*INSTRUCTIONS FOR THE TASK*: Please filter the entries and return only the lines that include "locking".

*DATA FOR THIS EXERCISE*:
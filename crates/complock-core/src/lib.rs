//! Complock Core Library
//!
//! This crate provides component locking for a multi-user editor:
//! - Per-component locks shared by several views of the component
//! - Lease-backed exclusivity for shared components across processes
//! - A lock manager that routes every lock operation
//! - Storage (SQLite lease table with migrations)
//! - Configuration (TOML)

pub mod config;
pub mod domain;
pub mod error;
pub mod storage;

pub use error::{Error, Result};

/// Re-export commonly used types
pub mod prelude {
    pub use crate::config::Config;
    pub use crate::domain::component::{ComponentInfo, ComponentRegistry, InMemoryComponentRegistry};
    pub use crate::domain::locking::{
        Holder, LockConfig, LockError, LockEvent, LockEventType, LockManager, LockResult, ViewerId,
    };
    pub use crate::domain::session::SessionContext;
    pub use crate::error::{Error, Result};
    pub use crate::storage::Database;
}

*WRITTEN RESPONSE*:
//! This crate provides component locking for a multi-user editor:
    pub use crate::domain::locking::{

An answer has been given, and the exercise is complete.